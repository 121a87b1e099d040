//! FFmpeg command builder and runner.

use std::collections::VecDeque;
use std::path::{Path, PathBuf};
use std::process::{ExitStatus, Stdio};
use std::time::Duration;
use tokio::io::{AsyncBufReadExt, BufReader};
use tokio::process::{Child, Command};
use tokio::sync::watch;
use tracing::{debug, info, warn};

use crate::error::{MediaError, MediaResult};
use crate::progress::FfmpegProgress;

/// Lines of non-progress stderr kept for error reports.
const STDERR_TAIL_LINES: usize = 20;

/// One `-i` input and the arguments that precede it.
#[derive(Debug, Clone, PartialEq, Eq)]
struct FfmpegInput {
    args: Vec<String>,
    path: PathBuf,
}

/// Builder for FFmpeg commands.
#[derive(Debug, Clone)]
pub struct FfmpegCommand {
    /// Inputs in `-i` order; stream specifiers refer to these indices
    inputs: Vec<FfmpegInput>,
    /// Output file path
    output: PathBuf,
    /// Output arguments (after the last -i)
    output_args: Vec<String>,
    /// Whether to overwrite output
    overwrite: bool,
    /// Log level
    log_level: String,
}

impl FfmpegCommand {
    /// Create a new FFmpeg command with no inputs yet.
    pub fn new(output: impl AsRef<Path>) -> Self {
        Self {
            inputs: Vec::new(),
            output: output.as_ref().to_path_buf(),
            output_args: Vec::new(),
            overwrite: true,
            log_level: "error".to_string(),
        }
    }

    /// Add a plain input.
    pub fn input(self, path: impl AsRef<Path>) -> Self {
        self.input_with_args(Vec::<String>::new(), path)
    }

    /// Add an input preceded by its own arguments.
    pub fn input_with_args<I, S>(mut self, args: I, path: impl AsRef<Path>) -> Self
    where
        I: IntoIterator<Item = S>,
        S: Into<String>,
    {
        self.inputs.push(FfmpegInput {
            args: args.into_iter().map(Into::into).collect(),
            path: path.as_ref().to_path_buf(),
        });
        self
    }

    /// Add a still image repeated as a video stream at `fps`.
    pub fn looped_image(self, path: impl AsRef<Path>, fps: u32) -> Self {
        let fps = fps.to_string();
        self.input_with_args(["-loop", "1", "-framerate", fps.as_str()], path)
    }

    /// Number of inputs added so far.
    pub fn input_count(&self) -> usize {
        self.inputs.len()
    }

    /// Add output arguments.
    pub fn output_arg(mut self, arg: impl Into<String>) -> Self {
        self.output_args.push(arg.into());
        self
    }

    /// Add multiple output arguments.
    pub fn output_args<I, S>(mut self, args: I) -> Self
    where
        I: IntoIterator<Item = S>,
        S: Into<String>,
    {
        self.output_args.extend(args.into_iter().map(Into::into));
        self
    }

    /// Limit output duration.
    pub fn duration(self, seconds: f64) -> Self {
        self.output_arg("-t").output_arg(format!("{:.3}", seconds))
    }

    /// Set filter complex.
    pub fn filter_complex(self, filter: impl Into<String>) -> Self {
        self.output_arg("-filter_complex").output_arg(filter)
    }

    /// Map a stream or filter label into the output.
    pub fn map(self, spec: impl Into<String>) -> Self {
        self.output_arg("-map").output_arg(spec)
    }

    /// Set video codec.
    pub fn video_codec(self, codec: impl Into<String>) -> Self {
        self.output_arg("-c:v").output_arg(codec)
    }

    /// Set audio codec.
    pub fn audio_codec(self, codec: impl Into<String>) -> Self {
        self.output_arg("-c:a").output_arg(codec)
    }

    /// Set CRF (quality).
    pub fn crf(self, crf: u8) -> Self {
        self.output_arg("-crf").output_arg(crf.to_string())
    }

    /// Set preset.
    pub fn preset(self, preset: impl Into<String>) -> Self {
        self.output_arg("-preset").output_arg(preset)
    }

    /// Set audio bitrate.
    pub fn audio_bitrate(self, bitrate: impl Into<String>) -> Self {
        self.output_arg("-b:a").output_arg(bitrate)
    }

    /// Set output frame rate.
    pub fn frame_rate(self, fps: u32) -> Self {
        self.output_arg("-r").output_arg(fps.to_string())
    }

    /// Set output pixel format.
    pub fn pixel_format(self, format: impl Into<String>) -> Self {
        self.output_arg("-pix_fmt").output_arg(format)
    }

    /// Move the moov atom to the front so players can start early.
    pub fn faststart(self) -> Self {
        self.output_arg("-movflags").output_arg("+faststart")
    }

    /// Set log level.
    pub fn log_level(mut self, level: impl Into<String>) -> Self {
        self.log_level = level.into();
        self
    }

    /// Build the command arguments.
    pub fn build_args(&self) -> Vec<String> {
        let mut args = Vec::new();

        if self.overwrite {
            args.push("-y".to_string());
        }

        args.push("-v".to_string());
        args.push(self.log_level.clone());

        // Progress output to stderr
        args.push("-progress".to_string());
        args.push("pipe:2".to_string());
        args.push("-nostats".to_string());

        for input in &self.inputs {
            args.extend(input.args.iter().cloned());
            args.push("-i".to_string());
            args.push(input.path.to_string_lossy().to_string());
        }

        args.extend(self.output_args.iter().cloned());
        args.push(self.output.to_string_lossy().to_string());

        args
    }
}

/// Outcome of waiting on a child process.
enum WaitOutcome {
    Exited(std::io::Result<ExitStatus>),
    Cancelled,
    TimedOut(u64),
}

/// Runner for FFmpeg commands with progress tracking and cancellation.
#[derive(Default)]
pub struct FfmpegRunner {
    /// Cancellation signal receiver
    cancel_rx: Option<watch::Receiver<bool>>,
    /// Timeout in seconds
    timeout_secs: Option<u64>,
}

impl FfmpegRunner {
    /// Create a new runner.
    pub fn new() -> Self {
        Self::default()
    }

    /// Set cancellation signal.
    pub fn with_cancel(mut self, cancel_rx: watch::Receiver<bool>) -> Self {
        self.cancel_rx = Some(cancel_rx);
        self
    }

    /// Set timeout.
    pub fn with_timeout(mut self, secs: u64) -> Self {
        self.timeout_secs = Some(secs);
        self
    }

    /// Run an FFmpeg command.
    pub async fn run(&self, cmd: &FfmpegCommand) -> MediaResult<()> {
        self.run_with_progress(cmd, |_| {}).await
    }

    /// Run an FFmpeg command with progress callback.
    pub async fn run_with_progress<F>(&self, cmd: &FfmpegCommand, progress_callback: F) -> MediaResult<()>
    where
        F: Fn(FfmpegProgress) + Send + 'static,
    {
        let ffmpeg = check_ffmpeg()?;

        let args = cmd.build_args();
        debug!("Running FFmpeg: ffmpeg {}", args.join(" "));

        let mut child = Command::new(ffmpeg)
            .args(&args)
            .stdin(Stdio::null())
            .stdout(Stdio::null())
            .stderr(Stdio::piped())
            .kill_on_drop(true)
            .spawn()?;

        let stderr = child
            .stderr
            .take()
            .ok_or_else(|| MediaError::internal("FFmpeg stderr not captured"))?;
        let mut reader = BufReader::new(stderr).lines();

        // Progress lines go to the callback, everything else into a short tail
        let stderr_handle = tokio::spawn(async move {
            let mut current = FfmpegProgress::default();
            let mut tail = VecDeque::with_capacity(STDERR_TAIL_LINES);

            while let Ok(Some(line)) = reader.next_line().await {
                if let Some(progress) = current.apply_line(&line) {
                    progress_callback(progress);
                } else if !line.contains('=') && !line.trim().is_empty() {
                    if tail.len() == STDERR_TAIL_LINES {
                        tail.pop_front();
                    }
                    tail.push_back(line);
                }
            }

            tail.into_iter().collect::<Vec<_>>().join("\n")
        });

        let result = self.wait_for_completion(&mut child).await;
        let stderr_tail = stderr_handle.await.unwrap_or_default();

        match result {
            Ok(status) if status.success() => Ok(()),
            Ok(status) => Err(MediaError::ffmpeg_failed(
                "FFmpeg exited with non-zero status",
                (!stderr_tail.is_empty()).then_some(stderr_tail),
                status.code(),
            )),
            Err(e) => Err(e),
        }
    }

    /// Wait for child process with cancellation and timeout.
    async fn wait_for_completion(&self, child: &mut Child) -> MediaResult<ExitStatus> {
        let mut cancel_rx = self.cancel_rx.clone();
        let cancelled = async move {
            match cancel_rx.as_mut() {
                Some(rx) => loop {
                    if *rx.borrow_and_update() {
                        break;
                    }
                    if rx.changed().await.is_err() {
                        std::future::pending::<()>().await;
                    }
                },
                None => std::future::pending::<()>().await,
            }
        };

        let timeout_secs = self.timeout_secs;
        let timed_out = async move {
            match timeout_secs {
                Some(secs) => tokio::time::sleep(Duration::from_secs(secs)).await,
                None => std::future::pending::<()>().await,
            }
        };

        let outcome = tokio::select! {
            status = child.wait() => WaitOutcome::Exited(status),
            _ = cancelled => WaitOutcome::Cancelled,
            _ = timed_out => WaitOutcome::TimedOut(timeout_secs.unwrap_or_default()),
        };

        match outcome {
            WaitOutcome::Exited(status) => Ok(status?),
            WaitOutcome::Cancelled => {
                info!("FFmpeg cancelled, killing process");
                let _ = child.kill().await;
                Err(MediaError::Cancelled)
            }
            WaitOutcome::TimedOut(secs) => {
                warn!("FFmpeg timed out after {} seconds, killing process", secs);
                let _ = child.kill().await;
                Err(MediaError::Timeout(secs))
            }
        }
    }
}

/// Check if FFmpeg is available.
pub fn check_ffmpeg() -> MediaResult<PathBuf> {
    which::which("ffmpeg").map_err(|_| MediaError::FfmpegNotFound)
}

/// Check if FFprobe is available.
pub fn check_ffprobe() -> MediaResult<PathBuf> {
    which::which("ffprobe").map_err(|_| MediaError::FfprobeNotFound)
}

####

Reproduce exactly the entries above, limited to the lines from the one with "let fps = fps.to_string();" through the one with "pub fn duration(self, seconds: f64)", both included.

        let fps = fps.to_string();
        self.input_with_args(["-loop", "1", "-framerate", fps.as_str()], path)
    }

    /// Number of inputs added so far.
    pub fn input_count(&self) -> usize {
        self.inputs.len()
    }

    /// Add output arguments.
    pub fn output_arg(mut self, arg: impl Into<String>) -> Self {
        self.output_args.push(arg.into());
        self
    }

    /// Add multiple output arguments.
    pub fn output_args<I, S>(mut self, args: I) -> Self
    where
        I: IntoIterator<Item = S>,
        S: Into<String>,
    {
        self.output_args.extend(args.into_iter().map(Into::into));
        self
    }

    /// Limit output duration.
    pub fn duration(self, seconds: f64) -> Self {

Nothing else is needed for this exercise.